Several days later, I arrived at Brunswick GA earlier than I had planned, and I thought, “I feel pretty good.  I can go on for a couple more hours.”  Big mistake.  Just south of Brunswick, the ICW enters Lloyd Creek, which is guarded by a stone breakwater which Iies UNDERWATER at high tide.  I became confused by the buoys and range markers, got out of position, and clink, clink, clink, clink…I heard every blade of my 4-bladed propellor kiss the stone breakwater.  

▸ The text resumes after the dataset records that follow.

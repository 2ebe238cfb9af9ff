mod api;
mod bootstrap;
mod health;

use std::sync::Arc;

use anyhow::Result;
use medicert_core::config::{AppConfig, LoadOptions};
use medicert_core::validation::DatePolicy;

fn init_logging(config: &AppConfig) {
    use medicert_core::config::LogFormat::*;
    use tracing::Level;

    let log_level = config.logging.level.parse::<Level>().unwrap_or(Level::INFO);

    match config.logging.format {
        Compact => {
            tracing_subscriber::fmt().with_target(false).with_max_level(log_level).compact().init();
        }
        Pretty => {
            tracing_subscriber::fmt().with_target(false).with_max_level(log_level).pretty().init();
        }
        Json => {
            tracing_subscriber::fmt().with_target(false).with_max_level(log_level).json().init();
        }
    }
}

#[tokio::main]
async fn main() -> Result<()> {
    run().await
}

pub async fn run() -> Result<()> {
    // Load config and initialize logging before any other operations
    let config = AppConfig::load(LoadOptions::default())?;
    init_logging(&config);

    let app = bootstrap::bootstrap_with_config(config).await?;

    let state = api::ApiState {
        issuer: app.issuer.clone(),
        repository: app.repository.clone(),
        notifier: app.notifier.clone(),
        clock: Arc::new(medicert_core::clock::SystemClock),
        policy: DatePolicy::default(),
    };
    let router = api::router(state, &app.config.server.allowed_origins)
        .merge(health::router(app.db_pool.clone()));

    let address = format!("{}:{}", app.config.server.bind_address, app.config.server.port);
    let listener = tokio::net::TcpListener::bind(&address).await?;

    tracing::info!(
        event_name = "system.server.started",
        correlation_id = "bootstrap",
        bind_address = %address,
        "medicert-server listening"
    );

    axum::serve(listener, router).with_graceful_shutdown(wait_for_shutdown()).await?;

    tracing::info!(
        event_name = "system.server.stopping",
        correlation_id = "shutdown",
        "medicert-server stopping"
    );

    Ok(())
}

async fn wait_for_shutdown() {
    let _ = tokio::signal::ctrl_c().await;
}
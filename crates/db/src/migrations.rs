use sqlx::migrate::{MigrateError, Migrator};

use crate::DbPool;

pub static MIGRATOR: Migrator = sqlx::migrate!("../../migrations");

pub async fn run_pending(pool: &DbPool) -> Result<(), MigrateError> {
    MIGRATOR.run(pool).await
}
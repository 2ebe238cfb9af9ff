use crate::commands::{build_runtime, CommandResult};
use medicert_core::config::{AppConfig, LoadOptions};
use medicert_db::{connect_with_settings, migrations};

pub fn run() -> CommandResult {
    let config = match AppConfig::load(LoadOptions::default()) {
        Ok(config) => config,
        Err(error) => {
            return CommandResult::failure(
                "migrate",
                "config_validation",
                format!("configuration issue: {error}"),
                2,
            );
        }
    };

    let runtime = match build_runtime() {
        Ok(runtime) => runtime,
        Err(error) => {
            return CommandResult::failure(
                "migrate",
                "runtime_init",
                format!("failed to initialize async runtime: {error}"),
                3,
            );
        }
    };

    let result = runtime.block_on(async {
        let pool = connect_with_settings(
            &config.database.url,
            config.database.max_connections,
            config.database.timeout_secs,
        )
        .await
        .map_err(|error| ("db_connectivity", error.to_string(), 4u8))?;
        migrations::run_pending(&pool)
            .await
            .map_err(|error| ("migration", error.to_string(), 5u8))?;
        pool.close().await;
        Ok::<(), (&'static str, String, u8)>(())
    });

    match result {
        Ok(()) => CommandResult::success("migrate", "applied pending migrations"),
        Err((error_class, message, exit_code)) => {
            CommandResult::failure("migrate", error_class, message, exit_code)
        }
    }
}
use async_trait::async_trait;
use thiserror::Error;

use medicert_core::codes::CertificateCode;
use medicert_core::domain::certificate::CertificateRecord;

pub mod certificate;
pub mod memory;

pub use certificate::SqlCertificateRepository;
pub use memory::InMemoryCertificateRepository;

#[derive(Debug, Error)]
pub enum RepositoryError {
    /// The code is already present; the issuer resamples on this.
    #[error("certificate code already taken")]
    DuplicateCode,
    #[error("database error: {0}")]
    Database(#[from] sqlx::Error),
    #[error("decode error: {0}")]
    Decode(String),
}

/// Durable, append-only store of issued certificates. `insert` must be
/// atomic with respect to code uniqueness: two concurrent inserts of the
/// same code may not both succeed.
#[async_trait]
pub trait CertificateRepository: Send + Sync {
    async fn insert(&self, record: CertificateRecord) -> Result<(), RepositoryError>;

    async fn find_by_code(
        &self,
        code: &CertificateCode,
    ) -> Result<Option<CertificateRecord>, RepositoryError>;

    async fn count(&self) -> Result<i64, RepositoryError>;
}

I knew I had a spare prop in the bilge…a $3,500 gift from the original owner.  So, I limped into Brunswick, and Brunswick Landing Marina had me back on the water 24 hours later.  


The Payoff

By early December, we were in Key West, and we spent a wonderful month there, at the Galleon Marina.  Guinness liked to swim out to the stone jetty that guards the marinas and chase the marine iguanas.  We had to put a stop to that once a pair of Bull Sharks took up residency in the marina.


The Healing

They say that grief comes in waves; that holidays are tough; and that the anniversary of a loved one’s death can be particularly poignant.  Christmas of 2020 ticked all those boxes.  I went to the Christmas service at St. Mary of the Sea, and I fell asleep feeling sad.  I awoke to a double rainbow.  I took it as a sign to get on with the adventure and the healing.

I played Kenny Chesney’s song: Boats…vessels of freedom; harbors of healing.

Later that day, the owner of a 125’ Westport – also named Freedom - brought me a home-made Christmas dinner prepared by her crew!  It’s a pay-it-forward gesture I now try to emulate.

There’s more to my story with Freedom.  I now spend almost the entire year on the boat.  In the summer, I go north, and in the winter, south.  Since Key West, Guinness and I have travelled Florida’s west coast; Maine as far east as Bar Harbor; the Abacos and the Exumas; and the Canadian Loop up the Rideau Canal to Ottawa and Montreal and back through Lake Champlain (149 locks).

But those stories will have to wait for another time.